→ What is expected:
Only one span of the listing below is wanted: the lines from the one with "event.value.variant, fields: event.value.value" through the one with "the same destination.", reproduced exactly, both ends kept.

————

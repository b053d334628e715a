// Copyright (C) Parity Technologies (UK) Ltd.
// This file is part of Parity Bridges Common.

// Parity Bridges Common is free software: you can redistribute it and/or modify
// it under the terms of the GNU General Public License as published by
// the Free Software Foundation, either version 3 of the License, or
// (at your option) any later version.

// Parity Bridges Common is distributed in the hope that it will be useful,
// but WITHOUT ANY WARRANTY; without even the implied warranty of
// MERCHANTABILITY or FITNESS FOR A PARTICULAR PURPOSE.  See the
// GNU General Public License for more details.

// You should have received a copy of the GNU General Public License
// along with Parity Bridges Common.  If not, see <http://www.gnu.org/licenses/>.

//! Effects of dry-running a call or a message, as reported by the `DryRunApi` of a
//! chain runtime.
//!
//! The JSON layout follows what `polkadot-api` returns from `dry_run_call` and
//! `dry_run_xcm`, so results may be recorded from a live chain and replayed later.

use crate::{
	chain::Chain,
	location::{VersionedLocation, XcmVersion},
	origin::Origin,
};

use codec::Decode;
use serde::{
	de::Error as _, ser::SerializeStruct, Deserialize, Deserializer, Serialize, Serializer,
};
use std::fmt;

/// Names of the XCM pallet in the runtime event log. Relay chains call it `XcmPallet`,
/// system parachains call it `PolkadotXcm`.
pub const XCM_PALLET_NAMES: [&str; 2] = ["XcmPallet", "PolkadotXcm"];

/// Name of the XCM pallet event, deposited when a message has been sent.
pub const XCM_SENT_EVENT: &str = "Sent";

/// SCALE-encoded runtime call.
#[derive(Clone, Default, PartialEq, Eq, Hash, Serialize, Deserialize)]
pub struct EncodedCall(#[serde(with = "crate::hex_serde")] pub Vec<u8>);

impl EncodedCall {
	/// Pallet and call indices, the first two bytes of every encoded runtime call.
	pub fn indices(&self) -> Option<(u8, u8)> {
		<(u8, u8)>::decode(&mut &self.0[..]).ok()
	}
}

impl fmt::Debug for EncodedCall {
	fn fmt(&self, f: &mut fmt::Formatter) -> fmt::Result {
		write!(f, "EncodedCall(0x{})", hex::encode(&self.0))
	}
}

impl fmt::Display for EncodedCall {
	fn fmt(&self, f: &mut fmt::Formatter) -> fmt::Result {
		write!(f, "0x{}", hex::encode(&self.0))
	}
}

/// SCALE-encoded versioned XCM message.
#[derive(Clone, Default, PartialEq, Eq, Hash, Serialize, Deserialize)]
pub struct XcmMessage(#[serde(with = "crate::hex_serde")] pub Vec<u8>);

impl XcmMessage {
	/// XCM version of the message, read from the `VersionedXcm` variant index.
	pub fn version(&self) -> Option<XcmVersion> {
		u8::decode(&mut &self.0[..]).ok().map(Into::into)
	}
}

impl fmt::Debug for XcmMessage {
	fn fmt(&self, f: &mut fmt::Formatter) -> fmt::Result {
		write!(f, "XcmMessage(0x{})", hex::encode(&self.0))
	}
}

/// Event, emitted by the runtime during the dry-run.
#[derive(Clone, Debug, PartialEq, Serialize, Deserialize)]
#[serde(from = "TaggedEvent", into = "TaggedEvent")]
pub struct RuntimeEvent {
	/// Name of the pallet that has deposited the event.
	pub pallet: String,
	/// Event variant.
	pub variant: String,
	/// Event fields, left undecoded.
	pub fields: serde_json::Value,
}

impl RuntimeEvent {
	/// Returns `true` if this is the XCM pallet `Sent` event.
	pub fn is_xcm_sent(&self) -> bool {
		XCM_PALLET_NAMES.contains(&self.pallet.as_str()) && self.variant == XCM_SENT_EVENT
	}

	/// Destination of the XCM pallet `Sent` event.
	///
	/// Returns `None` for other events and for `Sent` events without a readable
	/// destination.
	pub fn xcm_sent_destination(&self) -> Option<VersionedLocation> {
		if !self.is_xcm_sent() {
			return None
		}

		let destination = self.fields.get("destination")?;
		VersionedLocation::deserialize(destination).ok()
	}
}

#[derive(Serialize, Deserialize)]
struct TaggedEvent {
	#[serde(rename = "type")]
	pallet: String,
	value: TaggedVariant,
}

#[derive(Serialize, Deserialize)]
struct TaggedVariant {
	#[serde(rename = "type")]
	variant: String,
	#[serde(default)]
	value: serde_json::Value,
}

impl From<TaggedEvent> for RuntimeEvent {
	fn from(event: TaggedEvent) -> Self {
		RuntimeEvent { pallet: event.pallet, variant: event.value.variant, fields: event.value.value }
	}
}

impl From<RuntimeEvent> for TaggedEvent {
	fn from(event: RuntimeEvent) -> Self {
		TaggedEvent {
			pallet: event.pallet,
			value: TaggedVariant { variant: event.variant, value: event.fields },
		}
	}
}

/// Messages, queued for delivery to the same destination.
#[derive(Clone, Debug, PartialEq, Eq, Serialize, Deserialize)]
#[serde(
	from = "(VersionedLocation, Vec<XcmMessage>)",
	into = "(VersionedLocation, Vec<XcmMessage>)"
)]
pub struct ForwardedXcms {
	/// Destination, relative to the chain that has queued the messages.
	pub destination: VersionedLocation,
	/// Queued messages, in order.
	pub messages: Vec<XcmMessage>,
}

impl From<(VersionedLocation, Vec<XcmMessage>)> for ForwardedXcms {
	fn from((destination, messages): (VersionedLocation, Vec<XcmMessage>)) -> Self {
		ForwardedXcms { destination, messages }
	}
}

impl From<ForwardedXcms> for (VersionedLocation, Vec<XcmMessage>) {
	fn from(forwarded: ForwardedXcms) -> Self {
		(forwarded.destination, forwarded.messages)
	}
}

/// Effects of a successful dry-run.
#[derive(Clone, Debug, PartialEq, Serialize, Deserialize)]
pub struct DryRunEffects {
	/// Result of the call or message execution, left undecoded.
	pub execution_result: serde_json::Value,
	/// Events, emitted during execution.
	#[serde(default)]
	pub emitted_events: Vec<RuntimeEvent>,
	/// Messages, queued for delivery to other chains.
	#[serde(default)]
	pub forwarded_xcms: Vec<ForwardedXcms>,
}

/// Outcome of dry-running a call or a message at some chain.
#[derive(Clone, Debug, PartialEq)]
pub enum SimulationResult {
	/// The dry-run API has executed the call or message.
	Success(DryRunEffects),
	/// The dry-run API has rejected the call or message.
	Failure(serde_json::Value),
}

impl SimulationResult {
	/// Returns `true` if the dry-run has succeeded.
	pub fn is_success(&self) -> bool {
		matches!(self, SimulationResult::Success(_))
	}

	/// Effects of the successful dry-run.
	pub fn effects(&self) -> Option<&DryRunEffects> {
		match self {
			SimulationResult::Success(effects) => Some(effects),
			SimulationResult::Failure(_) => None,
		}
	}

	/// Messages, forwarded by the successful dry-run.
	pub fn forwarded_xcms(&self) -> &[ForwardedXcms] {
		self.effects().map(|effects| effects.forwarded_xcms.as_slice()).unwrap_or_default()
	}
}

impl Serialize for SimulationResult {
	fn serialize<S: Serializer>(&self, serializer: S) -> Result<S::Ok, S::Error> {
		let mut state = serializer.serialize_struct("SimulationResult", 2)?;
		match self {
			SimulationResult::Success(effects) => {
				state.serialize_field("success", &true)?;
				state.serialize_field("value", effects)?;
			},
			SimulationResult::Failure(error) => {
				state.serialize_field("success", &false)?;
				state.serialize_field("value", error)?;
			},
		}
		state.end()
	}
}

impl<'de> Deserialize<'de> for SimulationResult {
	fn deserialize<D: Deserializer<'de>>(deserializer: D) -> Result<Self, D::Error> {
		#[derive(Deserialize)]
		struct Raw {
			success: bool,
			#[serde(default)]
			value: serde_json::Value,
		}

		let raw = Raw::deserialize(deserializer)?;
		if raw.success {
			DryRunEffects::deserialize(raw.value)
				.map(SimulationResult::Success)
				.map_err(D::Error::custom)
		} else {
			Ok(SimulationResult::Failure(raw.value))
		}
	}
}

/// Origin, used to dry-run something at a hop.
#[derive(Clone, Debug, PartialEq, Eq, Hash, Serialize, Deserialize)]
#[serde(tag = "type", content = "value")]
pub enum HopOrigin {
	/// Dispatch origin of the call, used at the first hop.
	Dispatch(Origin),
	/// Location of the previous chain, as seen from this chain. Used for forwarded messages.
	Xcm(VersionedLocation),
}

impl fmt::Display for HopOrigin {
	fn fmt(&self, f: &mut fmt::Formatter) -> fmt::Result {
		match self {
			HopOrigin::Dispatch(origin) => write!(f, "{origin}"),
			HopOrigin::Xcm(location) => write!(f, "{location}"),
		}
	}
}

/// Dry-run at a single chain.
#[derive(Clone, Debug, PartialEq, Serialize, Deserialize)]
pub struct Hop {
	/// The chain.
	pub chain: Chain,
	/// Origin of the dry-run.
	pub origin: HopOrigin,
	/// What has happened.
	pub result: SimulationResult,
}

————

→ Your solution:
		RuntimeEvent { pallet: event.pallet, variant: event.value.variant, fields: event.value.value }
	}
}

impl From<RuntimeEvent> for TaggedEvent {
	fn from(event: RuntimeEvent) -> Self {
		TaggedEvent {
			pallet: event.pallet,
			value: TaggedVariant { variant: event.variant, value: event.fields },
		}
	}
}

/// Messages, queued for delivery to the same destination.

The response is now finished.